“The place where gods come and go” or the ‘ iikaah (ee-EE-kah) for the Navajo people is a meticulously constructed design drawn out on the ground by releasing handfuls of colored sand. Usually lasting no longer than 12 hours, it is considered to be a gateway for spirits. From this place they affect change in the physical world, healing illness and absorbing toxic energy and once this has taken place the sand is scattered. A similar tradition also exists in Tibetan Buddhism where monks can sometimes spend weeks depicting hundreds of deity and religious symbols in brightly colored sand, once finished it is also scattered. Some Hindi women across India also take part in the spiritual patterning of the earth with Kolam. Early each morning blessing their homes with elaborate powdered lines before the traffic of the day eventually deconstructs their design completely. The spiritual importance of embracing cycles of construction and deconstruction has long been a foundational belief throughout the human world.
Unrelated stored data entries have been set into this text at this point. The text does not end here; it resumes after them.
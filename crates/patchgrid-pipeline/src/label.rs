//! Patch labeling: 8-connected component labeling of a binary raster.
//!
//! Two-pass union-find. The first pass unions every foreground cell with
//! its already-visited neighbours (west, north-west, north, north-east);
//! the second pass assigns compact ids in raster-scan order, so the patch
//! containing the top-left-most foreground cell is always patch 1.
//!
//! # Parallel bands
//!
//! The first pass can run on horizontal bands in parallel. Each band owns
//! a private [`UnionFind`]; afterwards a global union-find merges the
//! band-local roots across every seam (the first row of a band against the
//! last row of the band above). Because ids are assigned in the second,
//! sequential pass, the output does not depend on the band height.
//!
//! This is step 2 in the pipeline.

use petgraph::unionfind::UnionFind;
use rayon::prelude::*;

use crate::types::{BinaryRaster, LabelRaster, LabelingMode, PatchId, PipelineError, StageName};

/// Marks a background cell in the provisional label buffer.
const NONE: usize = usize::MAX;

/// Smallest band height chosen by [`LabelingMode::Auto`].
const MIN_AUTO_BAND_ROWS: usize = 64;

/// Output of the labeler.
#[derive(Debug, Clone, PartialEq)]
pub struct PatchLabels {
    /// Labeled raster: `0` for background, `1..=count` for patches.
    pub raster: LabelRaster,
    /// Number of patches.
    pub count: usize,
}

/// Label the 8-connected foreground components of `mask`.
///
/// # Errors
///
/// Returns [`PipelineError::Stage`] if the raster holds more patches than
/// a [`PatchId`] can represent.
pub fn label_patches(mask: &BinaryRaster, mode: LabelingMode) -> Result<PatchLabels, PipelineError> {
    let width = mask.width() as usize;
    let height = mask.height() as usize;
    let cells = mask.cells();

    if cells.is_empty() {
        return Ok(PatchLabels {
            raster: mask.derive(Vec::new()),
            count: 0,
        });
    }

    let band_rows = band_height(mode, height);
    let provisional: Vec<usize> = if band_rows >= height {
        label_band(cells, width, 0)
    } else {
        cells
            .par_chunks(band_rows * width)
            .enumerate()
            .map(|(k, band)| label_band(band, width, k * band_rows * width))
            .collect::<Vec<_>>()
            .concat()
    };

    let mut global = UnionFind::<usize>::new(cells.len());
    for seam_row in (band_rows..height).step_by(band_rows) {
        merge_seam(&provisional, width, seam_row, &mut global);
    }

    let (labels, count) = compact(&provisional, &mut global)?;
    tracing::debug!(patches = count, band_rows, "labeled patches");
    Ok(PatchLabels {
        raster: mask.derive(labels),
        count,
    })
}

/// Rows per band for the requested scheduling mode.
fn band_height(mode: LabelingMode, height: usize) -> usize {
    match mode {
        LabelingMode::Sequential => height,
        LabelingMode::Banded { rows } => (rows as usize).max(1),
        LabelingMode::Auto => {
            let threads = rayon::current_num_threads().max(1);
            height.div_ceil(threads).max(MIN_AUTO_BAND_ROWS)
        }
    }
}

/// First labeling pass over one band.
///
/// Returns, for every cell of the band, the global cell index of its
/// band-local root, or [`NONE`] for background.
fn label_band(band: &[u8], width: usize, offset: usize) -> Vec<usize> {
    let mut uf = UnionFind::<usize>::new(band.len());
    let rows = band.len() / width;

    for row in 0..rows {
        for col in 0..width {
            let i = row * width + col;
            if band[i] == 0 {
                continue;
            }
            if col > 0 && band[i - 1] != 0 {
                uf.union(i, i - 1);
            }
            if row > 0 {
                let above = i - width;
                if col > 0 && band[above - 1] != 0 {
                    uf.union(i, above - 1);
                }
                if band[above] != 0 {
                    uf.union(i, above);
                }
                if col + 1 < width && band[above + 1] != 0 {
                    uf.union(i, above + 1);
                }
            }
        }
    }

    band.iter()
        .enumerate()
        .map(|(i, &v)| if v == 0 { NONE } else { offset + uf.find_mut(i) })
        .collect()
}

/// Union the components touching across the seam above `seam_row`.
fn merge_seam(provisional: &[usize], width: usize, seam_row: usize, uf: &mut UnionFind<usize>) {
    let below = seam_row * width;
    let above = below - width;
    for col in 0..width {
        let here = provisional[below + col];
        if here == NONE {
            continue;
        }
        let lo = col.saturating_sub(1);
        let hi = (col + 1).min(width - 1);
        for c in lo..=hi {
            let there = provisional[above + c];
            if there != NONE {
                uf.union(here, there);
            }
        }
    }
}

/// Second pass: replace roots with compact ids in raster-scan order.
fn compact(
    provisional: &[usize],
    uf: &mut UnionFind<usize>,
) -> Result<(Vec<PatchId>, usize), PipelineError> {
    let mut ids: Vec<PatchId> = vec![0; provisional.len()];
    let mut next: PatchId = 0;
    let mut labels = Vec::with_capacity(provisional.len());

    for &p in provisional {
        if p == NONE {
            labels.push(0);
            continue;
        }
        let root = uf.find_mut(p);
        if ids[root] == 0 {
            next = next.checked_add(1).ok_or_else(|| PipelineError::Stage {
                stage: StageName::Label,
                reason: format!("more than {} patches", PatchId::MAX),
            })?;
            ids[root] = next;
        }
        labels.push(ids[root]);
    }

    Ok((labels, next as usize))
}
Upon returning from my travels in Europe, I was engulfed in one of my father’s heavy cycles of deconstruction which in turn generated one of my own. The gods visited, initiating the painful process of extracting toxins, some of which had been feeding with profoundly deep roots. To see my father in his best light is to see a freckled blonde surfer projected onto a middle-aged John Wayne standing at the dark wooden counter of a micro brewery. He has built a boat, a motorcycle, a bed… shops for clothing at Costco and does not believe in using band-aides. He has married and divorced three times, has six children and cooks Mexican with a vat of lard he stores on a top shelf in the kitchen. His view of the world is innately artistic and overtly romantic. Without his even noticing the scrutiny of his paternal eye could both inspire and traumatize. And that past year had swung me like a pendulum between the two until I felt ready to snap as a result of the extreme cycles of tension.
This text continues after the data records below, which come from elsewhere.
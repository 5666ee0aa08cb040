//! Zonal aggregation: one summary record per grid cell.
//!
//! Fragments are grouped by cell id in a single pass. Each group tracks
//! its distinct patch ids, compensated sums of area and perimeter, and the
//! patch ids of its first and last fragment. Cells without fragments get
//! no record.
//!
//! This is step 8 in the pipeline.

use std::collections::{BTreeMap, HashMap, HashSet};
use std::hash::Hasher;

use siphasher::sip::SipHasher13;

use crate::metrics::CompensatedSum;
use crate::types::{
    CellId, CellSummary, Extent, GridCell, MeasuredFragment, PatchId, PipelineError, StageName,
};

/// Fixed keys so that fingerprints are comparable across runs and hosts.
const FINGERPRINT_KEYS: (u64, u64) = (0x7061_7463_6867_7269, 0x6420_726f_7773_0001);

#[derive(Debug)]
struct Accumulator {
    first: PatchId,
    last: PatchId,
    surface: CompensatedSum,
    perimeter: CompensatedSum,
    patches: HashSet<PatchId>,
}

impl Accumulator {
    fn new(patch_id: PatchId) -> Self {
        Self {
            first: patch_id,
            last: patch_id,
            surface: CompensatedSum::default(),
            perimeter: CompensatedSum::default(),
            patches: HashSet::new(),
        }
    }

    fn add(&mut self, fragment: &MeasuredFragment) {
        self.last = fragment.patch_id;
        self.surface.add(fragment.area);
        self.perimeter.add(fragment.perimeter);
        self.patches.insert(fragment.patch_id);
    }
}

/// Reduce measured fragments to per-cell summaries, ordered by cell id.
///
/// # Errors
///
/// Returns [`PipelineError::Stage`] if a fragment refers to a cell id
/// that is not in `cells`.
pub fn aggregate(
    fragments: &[MeasuredFragment],
    cells: &[GridCell],
) -> Result<Vec<CellSummary>, PipelineError> {
    let mut groups: BTreeMap<CellId, Accumulator> = BTreeMap::new();
    for fragment in fragments {
        groups
            .entry(fragment.cell_id)
            .or_insert_with(|| Accumulator::new(fragment.patch_id))
            .add(fragment);
    }

    let extents: HashMap<CellId, Extent> = cells.iter().map(|c| (c.id, c.extent)).collect();
    let summaries = groups
        .into_iter()
        .map(|(id, acc)| {
            let extent = extents.get(&id).ok_or_else(|| PipelineError::Stage {
                stage: StageName::Aggregate,
                reason: format!("fragment refers to unknown grid cell {id}"),
            })?;
            Ok(CellSummary {
                id,
                left: extent.left,
                top: extent.top,
                right: extent.right,
                bottom: extent.bottom,
                first_patch_id: acc.first,
                last_patch_id: acc.last,
                surface: acc.surface.value(),
                perimeter: acc.perimeter.value(),
                patch_count: u32::try_from(acc.patches.len()).unwrap_or(u32::MAX),
            })
        })
        .collect::<Result<Vec<_>, PipelineError>>()?;

    tracing::debug!(cells = summaries.len(), "aggregated fragments");
    Ok(summaries)
}

/// Order-sensitive hash of summary rows.
///
/// Equal rows in equal order always produce the same value, so two runs
/// over the same input can be compared without diffing tables.
#[must_use]
pub fn fingerprint(summaries: &[CellSummary]) -> u64 {
    let mut hasher = SipHasher13::new_with_keys(FINGERPRINT_KEYS.0, FINGERPRINT_KEYS.1);
    hasher.write_usize(summaries.len());
    for s in summaries {
        hasher.write_u64(s.id);
        for v in [s.left, s.top, s.right, s.bottom, s.surface, s.perimeter] {
            hasher.write_u64(v.to_bits());
        }
        hasher.write_u32(s.first_patch_id);
        hasher.write_u32(s.last_patch_id);
        hasher.write_u32(s.patch_count);
    }
    hasher.finish()
}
Seismic effort helped me “sweep” the sacred space of my psyche and regain the longing to draw colored lines on the earthen floor of my life again – I needed a way out. To this end I consulted my options with the international studies department finally committing to a program in Mexico, and then called my father. For the previous 30 years of his life, my father worked with a man from Tlaquepaque, a small town now enveloped by the Guadalajara metropolis. Antonio had met my father at the beginning of his quest to locate independently sourced Mexican artwork for his restaurant designs. They spent the next three Quixotesque decades traveling Mexico and commissioning an incredible amount of local artwork from an uncountable number of artisans. Tony was accustomed to my father calling up with urgent requests and seemingly impossible proposals, so when he called asking to send me to them for four months, he probably laughed …claro que si – of course. I arrived a little over a month later.
In order to save up enough money to extend my travels once completing the semester in Guadalajara, I had been working as a mural painter to compliment my other part-time job while I was in school full-time… even so money would be very tight. My plan was to travel some in Mexico during the four months I lived with Antonio and his family, but then to head south – as far as my money would take me. I had never been to Guadalajara, met Antonio or his daughter Rocio, but it was rather simple for them to spot me at the airport – light-blonde, blue-eyed and shouldering my travelers pack scanning the crowds.
Anotnio had for many years run a papeleria or stationary shop, on the main plaza of Tlaquepaque and lived with his wife and two of his children in a three bedroom apartment on the second level a few doors down. After refusing resolutely an offer of their personal bedroom, I settled into the living room couch and the following day a mattress borrowed from family friends. It wasn’t long and we were all falling into a rhythm together, they had after all known my father before I had. Although both Rocio and Abraham were around my age, both in their early twenties, I connected right away with Rocio. She was studying psychology in the nearby University and working at a children’s facility during her time off. The family computer was in her room and she did most of the driving for everybody, outside of working hours.
Anotonio had recently stopped driving as he suffered from worsening seizures and because of this one of his employees had taken over the regular visits to the wholesale warehouse for the papeleria. Until I grew accustomed to the long public bus ride home from school the boxy white van would make a detour to pick me up and I would accompany them, trailing behind them as they made selections for the shop. Then we returned to the house for the enormous mid-day meal shared at the table in their upstairs apartment, the window open and a breeze shifting the crowns of palms planted along the plaza. Usually I spent the rest of the afternoon reading or napping on the mattress in the living room. In the evenings I joined Rocio to lift weights and ride stationary bikes in the local gym. Sometimes we passed by the taco stand where I ordered the regular with beans instead of meat or pick up a corn tamale and we would snack together at the night table. Once cleaned up, I studied and then went to bed. The metallic echo of church bells passing through the colored glass panels at the front of the house, woke me every morning. I did yoga, took a shower and walked to the bus, rode to downtown Guadalajara and then walked to class.
My days went on like this, smooth and steady one after the other, just like sand falling through careful fingers.